The torch for the Paris 2024 Olympic Games was lit in ancient Olympia in a traditional ceremony on Tuesday, marking the final stretch of the seven-year preparations for the Games' start on July 26.
Greek actress Mary Mina, playing the role of high priestess, lit the torch using a backup flame instead of a parabolic mirror that is normally used, due to cloudy skies, for the start of a relay in Greece and France.
It will culminate with the lighting of the Olympic flame in the French capital at the opening ceremony. Paris will host the summer Olympics for a third time after 1900 and 1924.
"In these difficult times we are living through, with wars and conflicts on the rise, people are fed up with all the hate, the aggression and negative news they are facing day in and day out," International Olympic Committee (IOC) President Thomas Bach said in his speech.
"We are longing for something which brings us together, something that is unifying, something that gives us hope. The Olympic flame that we are lighting today is the symbol of this hope."

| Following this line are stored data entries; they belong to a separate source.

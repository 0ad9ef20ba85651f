//! Unix host bindings
//!
//! Free space comes from `statvfs`. Remote share authentication is a Windows
//! facility, so every connect attempt is answered with `ERROR_NOT_SUPPORTED`.

use crate::constants::ERROR_NOT_SUPPORTED;
use crate::core::{DiskSpace, QueryResult, RemoteShare};
use crate::logger;
use crate::utils::QueryError;
use async_trait::async_trait;
use std::ffi::CString;
use std::io;

/// Free-space primitive backed by `statvfs(3)`
#[derive(Debug, Default)]
pub struct StatvfsDiskSpace;

impl StatvfsDiskSpace {
    pub fn new() -> Self {
        StatvfsDiskSpace
    }
}

#[async_trait]
impl DiskSpace for StatvfsDiskSpace {
    async fn free_space(&self, path: &str) -> Result<QueryResult, QueryError> {
        let c_path = CString::new(path)
            .map_err(|_| QueryError::Platform(format!("{} contains a NUL byte", path)))?;

        // SAFETY: statvfs is plain old data; zeroed is a valid initial value
        let mut stat: libc::statvfs = unsafe { std::mem::zeroed() };
        // SAFETY: c_path is null-terminated and stat is a valid out pointer
        let rc = unsafe { libc::statvfs(c_path.as_ptr(), &mut stat) };
        if rc != 0 {
            return Err(QueryError::Platform(format!(
                "statvfs({}): {}",
                path,
                io::Error::last_os_error()
            )));
        }

        let block_size = stat.f_frsize as u64;
        Ok(QueryResult {
            available: (stat.f_bavail as u64).saturating_mul(block_size),
            total: (stat.f_blocks as u64).saturating_mul(block_size),
        })
    }
}

/// Remote share primitive for hosts without share authentication
#[derive(Debug, Default)]
pub struct UnsupportedRemoteShare;

impl UnsupportedRemoteShare {
    pub fn new() -> Self {
        UnsupportedRemoteShare
    }
}

#[async_trait]
impl RemoteShare for UnsupportedRemoteShare {
    async fn connect(&self, path: &str, _username: &str, _password: &str) -> u32 {
        logger::log_warn(&format!(
            "Remote share authentication is not available on this host ({})",
            path
        ));
        ERROR_NOT_SUPPORTED
    }

    async fn disconnect(&self, _path: &str) {}
}

#[cfg(test)]
mod tests {
    use super::*;

    #[tokio::test]
    async fn root_reports_capacity() {
        let result = StatvfsDiskSpace::new()
            .free_space("/")
            .await
            .expect("root is queryable");
        assert!(result.total > 0);
        assert!(result.available <= result.total);
    }

    #[tokio::test]
    async fn missing_path_fails() {
        let result = StatvfsDiskSpace::new()
            .free_space("/nonexistent-7f3a/volume/")
            .await;
        assert!(matches!(result, Err(QueryError::Platform(_))));
    }

    #[tokio::test]
    async fn connect_is_not_supported() {
        let share = UnsupportedRemoteShare::new();
        assert_eq!(
            share.connect("//server/share/", "u", "p").await,
            ERROR_NOT_SUPPORTED
        );
    }
}
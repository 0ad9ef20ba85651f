//! Windows remote share sessions via the WNet API
//!
//! This module contains all unsafe Windows API code for share authentication.

use crate::core::RemoteShare;
use crate::logger;
use crate::normalize::share_root;
use async_trait::async_trait;
use std::ffi::OsStr;
use std::os::windows::ffi::OsStrExt;
use windows::core::{PCWSTR, PWSTR};
use windows::Win32::Foundation::{BOOL, ERROR_BAD_NET_NAME};
use windows::Win32::NetworkManagement::WNet::{
    WNetAddConnection2W, WNetCancelConnection2W, NETRESOURCEW, NET_CONNECT_FLAGS,
    RESOURCETYPE_DISK,
};

/// Authenticated share sessions using `WNetAddConnection2W`
///
/// No local device is mapped; the connection only establishes credentials
/// for the `\\server\share` root of the queried path.
///
/// # Security
/// - Passwords are converted to UTF-16 only for the duration of the call
/// - Credentials are never logged
pub struct WindowsRemoteShare;

impl WindowsRemoteShare {
    pub fn new() -> Self {
        WindowsRemoteShare
    }
}

impl Default for WindowsRemoteShare {
    fn default() -> Self {
        Self::new()
    }
}

fn to_wide(value: &str) -> Vec<u16> {
    OsStr::new(value)
        .encode_wide()
        .chain(std::iter::once(0))
        .collect()
}

#[async_trait]
impl RemoteShare for WindowsRemoteShare {
    async fn connect(&self, path: &str, username: &str, password: &str) -> u32 {
        // WNet APIs are synchronous; the driver never has two calls in flight
        self.connect_sync(path, username, password)
    }

    async fn disconnect(&self, path: &str) {
        self.disconnect_sync(path)
    }
}

impl WindowsRemoteShare {
    fn connect_sync(&self, path: &str, username: &str, password: &str) -> u32 {
        let Some(root) = share_root(path) else {
            logger::log_warn(&format!("{} is not a UNC share path", path));
            return ERROR_BAD_NET_NAME.0;
        };

        let mut remote_wide = to_wide(&root);
        let username_wide = to_wide(username);
        let mut password_wide = to_wide(password);

        let resource = NETRESOURCEW {
            dwType: RESOURCETYPE_DISK,
            lpRemoteName: PWSTR(remote_wide.as_mut_ptr()),
            ..Default::default()
        };

        // SAFETY: All pointers are valid for the duration of the WNetAddConnection2W call
        let status = unsafe {
            WNetAddConnection2W(
                &resource,
                PCWSTR::from_raw(password_wide.as_ptr()),
                PCWSTR::from_raw(username_wide.as_ptr()),
                NET_CONNECT_FLAGS(0),
            )
        };

        // Clear the UTF-16 copy of the password
        for unit in password_wide.iter_mut() {
            // SAFETY: unit is a valid, exclusively borrowed u16
            unsafe { std::ptr::write_volatile(unit, 0) };
        }

        status.0
    }

    fn disconnect_sync(&self, path: &str) {
        let Some(root) = share_root(path) else {
            return;
        };

        let remote_wide = to_wide(&root);

        // SAFETY: remote_wide is a valid null-terminated UTF-16 string
        let status = unsafe {
            WNetCancelConnection2W(
                PCWSTR::from_raw(remote_wide.as_ptr()),
                NET_CONNECT_FLAGS(0),
                BOOL::from(false),
            )
        };

        if status.0 != 0 {
            logger::log_debug(&format!(
                "WNetCancelConnection2W({}) returned {}",
                root, status.0
            ));
        }
    }
}

#[cfg(test)]
mod tests {
    use super::*;

    #[tokio::test]
    async fn non_unc_path_is_rejected_without_calling_wnet() {
        let share = WindowsRemoteShare::new();
        let status = share.connect(r"C:\", "user", "pass").await;
        assert_eq!(status, ERROR_BAD_NET_NAME.0);
    }

    #[tokio::test]
    async fn unreachable_share_reports_non_zero_status() {
        let share = WindowsRemoteShare::new();
        let status = share
            .connect(r"\\nonexistent-host-7f3a\share\", "user", "pass")
            .await;
        assert_ne!(status, 0);
    }
}
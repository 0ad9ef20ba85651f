//! Platform-specific implementations of the remote share and free-space primitives
//!
//! All platform-specific code is isolated here. [`HostRemoteShare`] and
//! [`HostDiskSpace`] name the implementation for the current target.

#[cfg(unix)]
pub mod unix;
#[cfg(windows)]
pub mod volume;
#[cfg(windows)]
pub mod wnet;

#[cfg(unix)]
pub use unix::{StatvfsDiskSpace, UnsupportedRemoteShare};
#[cfg(windows)]
pub use volume::WindowsDiskSpace;
#[cfg(windows)]
pub use wnet::WindowsRemoteShare;

#[cfg(unix)]
pub type HostRemoteShare = UnsupportedRemoteShare;
#[cfg(unix)]
pub type HostDiskSpace = StatvfsDiskSpace;

#[cfg(windows)]
pub type HostRemoteShare = WindowsRemoteShare;
#[cfg(windows)]
pub type HostDiskSpace = WindowsDiskSpace;
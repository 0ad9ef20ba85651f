use freespace_report::platform::{HostDiskSpace, HostRemoteShare};
use freespace_report::{bind_arguments, logger, run_report, ReportWriter};
use std::env;
use std::io;
use std::process::ExitCode;

#[tokio::main(flavor = "current_thread")]
async fn main() -> ExitCode {
    logger::init_logger();
    logger::log_info("FreeSpaceReport starting");

    let args = env::args_os()
        .skip(1)
        .map(|arg| arg.to_string_lossy().into_owned());
    let bindings = bind_arguments(args);
    logger::log_info(&format!(
        "Bound {} path(s) to {} credential pair(s)",
        bindings.paths.len(),
        bindings.registry.len()
    ));

    let share = HostRemoteShare::new();
    let disk = HostDiskSpace::new();
    let mut writer = ReportWriter::new(io::stdout().lock());

    match run_report(&bindings, &share, &disk, &mut writer).await {
        Ok(_) => ExitCode::SUCCESS,
        Err(e) => {
            logger::log_error(&e.to_string());
            ExitCode::FAILURE
        }
    }
}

The IOC has cleared the way for Russian and Belarusian athletes to compete at the Olympics despite the ongoing war in Ukraine but they will do so as neutral athletes with no national flag or anthem, a decision that angered Moscow.
French President Emmanuel Macron also said last week Russia would be asked to observe a ceasefire in Ukraine during the Paris Olympics. The Kremlin said Ukraine might use it as an opportunity to regroup and rearm.
Suspending armed conflicts under an Olympic truce during the Games was a standard practice in ancient Greece.
The high priestess then lit the torch of the first runner of the relay, Greece's Olympic rowing champion Stefanos Ntouskos.
After a short run he then handed the flame on to France's three-time Olympic medallist in swimming and head of Paris' Olympic torch relay, Laure Manaudou, as the representative of the host city.
The flame will be officially handed over to Paris Games organisers in Athens's Panathenaic stadium, site of the first modern Games in 1896, on April 26 after an 11-day relay across Greece.
It will then depart the next day for France on board a three-masted ship, the ‘Belem’ where it will arrive on May 8 in Marseille, with up to 150,000 people expected to attend the ceremony in the southern city's Old Port.
The last torch bearer in Marseille will climb on the roof of the Velodrome stadium on May 9, organisers said.
Marseille, founded by the Greek settlers of Phocaea around 600 BC, will host the sailing competitions.
The French torch relay will last 68 days and will end in Paris with the lighting of the Olympic flame on July 26.